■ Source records
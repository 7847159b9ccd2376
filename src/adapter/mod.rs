//! Adapter layer: per-role result normalization.
//!
//! Every role has exactly one normal form (see `artifacts`). Two execution
//! strategies feed it: the subprocess path through the launcher (always
//! available) and an in-process path for tools registered as
//! [`InProcessTool`]. The strategy is decided by the registry at
//! resolution time, never probed here.

pub mod telemetry;

use crate::artifacts::{Artifacts, StepResult};
use crate::baton::Baton;
use crate::launcher::{self, LaunchOutput, LaunchSpec};
use crate::registry::{Resolution, Role};
use async_trait::async_trait;
use serde_json::Value;
use std::collections::BTreeMap;
use std::time::Duration;

/// A tool implementation that runs inside the orchestrator process.
#[async_trait]
pub trait InProcessTool: Send + Sync {
    /// Invoke the tool with the current baton. The returned value is
    /// normalized by the role's adapter exactly like subprocess output.
    async fn invoke(&self, baton: &Baton) -> anyhow::Result<Value>;
}

/// Per-step execution context the adapter needs.
#[derive(Debug, Clone)]
pub struct StepEnv {
    /// Tags layered onto the launcher's env allow-list.
    pub extra_env: BTreeMap<String, String>,
    pub deadline: Duration,
    /// Token-telemetry parsing enabled.
    pub llm_wrap: bool,
    /// Telemetry is structurally disabled inside a parallel phase.
    pub parallel_phase: bool,
    /// The run carries the strict-mode tag (immutable tenant).
    pub strict_mode: bool,
}

/// Execute one step attempt and normalize its output.
pub async fn execute(
    role: &Role,
    resolution: &Resolution,
    baton: &Baton,
    env: &StepEnv,
) -> StepResult {
    match resolution {
        Resolution::Process(tool) => {
            let spec = LaunchSpec {
                path: tool.path.clone(),
                args: Vec::new(),
                extra_env: env.extra_env.clone(),
                deadline: env.deadline,
                cwd: None,
            };
            let output = launcher::run(&spec).await;
            normalize_process(role, &output, env)
        }
        Resolution::InProcess(tool) => match tool.invoke(baton).await {
            Ok(value) => StepResult {
                artifacts: normalize_value(role, value, env),
                ..Default::default()
            },
            Err(err) => {
                tracing::warn!(role = %role, error = %err, "in-process tool failed");
                StepResult::default()
            }
        },
    }
}

/// Normalize a subprocess result into the role's artifact shape.
pub fn normalize_process(role: &Role, output: &LaunchOutput, env: &StepEnv) -> StepResult {
    let success = output.exit_code == 0;
    let artifacts = match role {
        Role::Memory => Artifacts::Memory {
            saved: success,
            strict_mode: env.strict_mode,
        },
        Role::Sql | Role::Env => json_payload(role, output),
        Role::Validation => Artifacts::Validation {
            ok: success,
            issues: if output.stderr.trim().is_empty() {
                Vec::new()
            } else {
                vec![output.stderr.trim().to_string()]
            },
        },
        Role::Qa => {
            let counts = parse_object(&output.stdout);
            Artifacts::Qa {
                tests_passed: success,
                passed: counts
                    .as_ref()
                    .and_then(|o| o.get("passed"))
                    .and_then(Value::as_u64),
                failed: counts
                    .as_ref()
                    .and_then(|o| o.get("failed"))
                    .and_then(Value::as_u64),
            }
        }
        Role::Security => Artifacts::Security {
            audit: true,
            ok: success,
            issues: parse_object(&output.stdout)
                .as_ref()
                .and_then(|o| o.get("issues"))
                .and_then(issue_count),
        },
        Role::Other(_) => Artifacts::Opaque(serde_json::json!({ "exitCode": output.exit_code })),
    };

    let telemetry = if env.llm_wrap && !env.parallel_phase {
        telemetry::parse_streams(&output.stdout, &output.stderr)
    } else {
        telemetry::Telemetry::default()
    };

    StepResult {
        artifacts: Some(artifacts),
        tokens_in: telemetry.tokens_in,
        tokens_out: telemetry.tokens_out,
        tool_calls: telemetry.tool_calls,
        exit_code: Some(output.exit_code),
    }
}

/// JSON-expecting roles: a parsed stdout object becomes the payload with
/// `success` forced from the exit code; anything else becomes a redacted
/// preview. The full stdout never reaches the artifacts.
fn json_payload(role: &Role, output: &LaunchOutput) -> Artifacts {
    let success = output.exit_code == 0;
    match parse_object(&output.stdout) {
        Some(mut payload) => {
            payload.insert("success".to_string(), Value::Bool(success));
            match role {
                Role::Env => Artifacts::Env { payload },
                _ => Artifacts::Sql { payload },
            }
        }
        None => Artifacts::redacted(output.exit_code, &output.stdout),
    }
}

/// Normalize an in-process tool's return value.
fn normalize_value(role: &Role, value: Value, env: &StepEnv) -> Option<Artifacts> {
    if value.is_null() {
        return None;
    }
    let artifacts = match role {
        Role::Memory => {
            let saved = value
                .as_bool()
                .or_else(|| value.get("saved").and_then(Value::as_bool))
                .unwrap_or(false);
            Artifacts::Memory {
                saved,
                strict_mode: env.strict_mode,
            }
        }
        Role::Sql | Role::Env => match value {
            Value::Object(payload) => match role {
                Role::Env => Artifacts::Env { payload },
                _ => Artifacts::Sql { payload },
            },
            other => Artifacts::Opaque(other),
        },
        Role::Validation => Artifacts::Validation {
            ok: value.get("ok").and_then(Value::as_bool).unwrap_or(false),
            issues: value
                .get("issues")
                .and_then(Value::as_array)
                .map(|items| {
                    items
                        .iter()
                        .filter_map(Value::as_str)
                        .map(str::to_string)
                        .collect()
                })
                .unwrap_or_default(),
        },
        Role::Qa => Artifacts::Qa {
            tests_passed: value
                .get("testsPassed")
                .and_then(Value::as_bool)
                .unwrap_or(false),
            passed: value.get("passed").and_then(Value::as_u64),
            failed: value.get("failed").and_then(Value::as_u64),
        },
        Role::Security => Artifacts::Security {
            audit: value.get("audit").and_then(Value::as_bool).unwrap_or(false),
            ok: value.get("ok").and_then(Value::as_bool).unwrap_or(false),
            issues: value.get("issues").and_then(issue_count),
        },
        Role::Other(_) => Artifacts::Opaque(value),
    };
    Some(artifacts)
}

fn parse_object(stdout: &str) -> Option<serde_json::Map<String, Value>> {
    match serde_json::from_str::<Value>(stdout.trim()) {
        Ok(Value::Object(obj)) => Some(obj),
        _ => None,
    }
}

/// Reported issues may arrive as a count or as a list.
fn issue_count(value: &Value) -> Option<u64> {
    value
        .as_u64()
        .or_else(|| value.as_array().map(|a| a.len() as u64))
}

#[cfg(test)]
mod tests {
    use super::*;
    use serde_json::json;

    fn env() -> StepEnv {
        StepEnv {
            extra_env: BTreeMap::new(),
            deadline: Duration::from_secs(1),
            llm_wrap: false,
            parallel_phase: false,
            strict_mode: false,
        }
    }

    fn launch(exit_code: i32, stdout: &str, stderr: &str) -> LaunchOutput {
        LaunchOutput {
            exit_code,
            stdout: stdout.to_string(),
            stderr: stderr.to_string(),
        }
    }

    #[test]
    fn test_memory_maps_exit_code_to_saved() {
        let ok = normalize_process(&Role::Memory, &launch(0, "", ""), &env());
        assert_eq!(
            ok.artifacts,
            Some(Artifacts::Memory {
                saved: true,
                strict_mode: false
            })
        );

        let bad = normalize_process(&Role::Memory, &launch(1, "", ""), &env());
        assert_eq!(
            bad.artifacts,
            Some(Artifacts::Memory {
                saved: false,
                strict_mode: false
            })
        );
    }

    #[test]
    fn test_sql_parses_json_and_forces_success() {
        // Tool claims success but exited non-zero: exit code wins.
        let out = launch(1, r#"{"rows": 3, "success": true}"#, "");
        let result = normalize_process(&Role::Sql, &out, &env());
        match result.artifacts.unwrap() {
            Artifacts::Sql { payload } => {
                assert_eq!(payload["rows"], json!(3));
                assert_eq!(payload["success"], json!(false));
            }
            other => panic!("expected Sql, got {other:?}"),
        }
    }

    #[test]
    fn test_sql_unparseable_stdout_is_redacted() {
        let noise = "MIGRATION LOG\n".repeat(100);
        let out = launch(0, &noise, "");
        let result = normalize_process(&Role::Sql, &out, &env());
        match result.artifacts.unwrap() {
            Artifacts::Redacted {
                stdout_preview,
                stdout_bytes,
                success,
                ..
            } => {
                assert!(stdout_preview.len() <= crate::artifacts::PREVIEW_BYTES);
                assert_eq!(stdout_bytes, noise.len());
                assert!(success);
            }
            other => panic!("expected Redacted, got {other:?}"),
        }
    }

    #[test]
    fn test_validation_collects_stderr_issue() {
        let out = launch(2, "", "schema mismatch in users\n");
        let result = normalize_process(&Role::Validation, &out, &env());
        assert_eq!(
            result.artifacts,
            Some(Artifacts::Validation {
                ok: false,
                issues: vec!["schema mismatch in users".to_string()],
            })
        );

        let clean = normalize_process(&Role::Validation, &launch(0, "", ""), &env());
        assert_eq!(
            clean.artifacts,
            Some(Artifacts::Validation {
                ok: true,
                issues: vec![],
            })
        );
    }

    #[test]
    fn test_qa_reads_optional_counts() {
        let out = launch(0, r#"{"passed": 18, "failed": 2}"#, "");
        let result = normalize_process(&Role::Qa, &out, &env());
        assert_eq!(
            result.artifacts,
            Some(Artifacts::Qa {
                tests_passed: true,
                passed: Some(18),
                failed: Some(2),
            })
        );
    }

    #[test]
    fn test_security_counts_issue_list() {
        let out = launch(0, r#"{"issues": ["a", "b"]}"#, "");
        let result = normalize_process(&Role::Security, &out, &env());
        assert_eq!(
            result.artifacts,
            Some(Artifacts::Security {
                audit: true,
                ok: true,
                issues: Some(2),
            })
        );
    }

    #[test]
    fn test_telemetry_only_outside_parallel_phase() {
        let stdout = "{\"llm_tokens_in\": 10, \"llm_tokens_out\": 4}\n";
        let out = launch(0, stdout, "");

        let mut enabled = env();
        enabled.llm_wrap = true;
        let result = normalize_process(&Role::Memory, &out, &enabled);
        assert_eq!(result.tokens_in, 10);
        assert_eq!(result.tokens_out, 4);
        assert_eq!(result.tool_calls, 1);

        let mut parallel = enabled.clone();
        parallel.parallel_phase = true;
        let result = normalize_process(&Role::Memory, &out, &parallel);
        assert_eq!(result.tokens_in, 0);
        assert_eq!(result.tokens_out, 0);
        assert_eq!(result.tool_calls, 0);
    }

    #[tokio::test]
    async fn test_in_process_strategy_normalizes_like_subprocess() {
        struct FakeMemory;

        #[async_trait]
        impl InProcessTool for FakeMemory {
            async fn invoke(&self, _baton: &Baton) -> anyhow::Result<Value> {
                Ok(json!({"saved": true}))
            }
        }

        let resolution = Resolution::InProcess(std::sync::Arc::new(FakeMemory));
        let result = execute(&Role::Memory, &resolution, &Baton::new(), &env()).await;
        assert_eq!(
            result.artifacts,
            Some(Artifacts::Memory {
                saved: true,
                strict_mode: false
            })
        );
    }

    #[tokio::test]
    async fn test_in_process_null_return_yields_no_artifacts() {
        struct NullTool;

        #[async_trait]
        impl InProcessTool for NullTool {
            async fn invoke(&self, _baton: &Baton) -> anyhow::Result<Value> {
                Ok(Value::Null)
            }
        }

        let resolution = Resolution::InProcess(std::sync::Arc::new(NullTool));
        let result = execute(&Role::Qa, &resolution, &Baton::new(), &env()).await;
        assert!(result.artifacts.is_none());
    }
}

■ Action item
Which lines above carry the string "becomes"? Copy those lines.

■ Written response
/// JSON-expecting roles: a parsed stdout object becomes the payload with
/// `success` forced from the exit code; anything else becomes a redacted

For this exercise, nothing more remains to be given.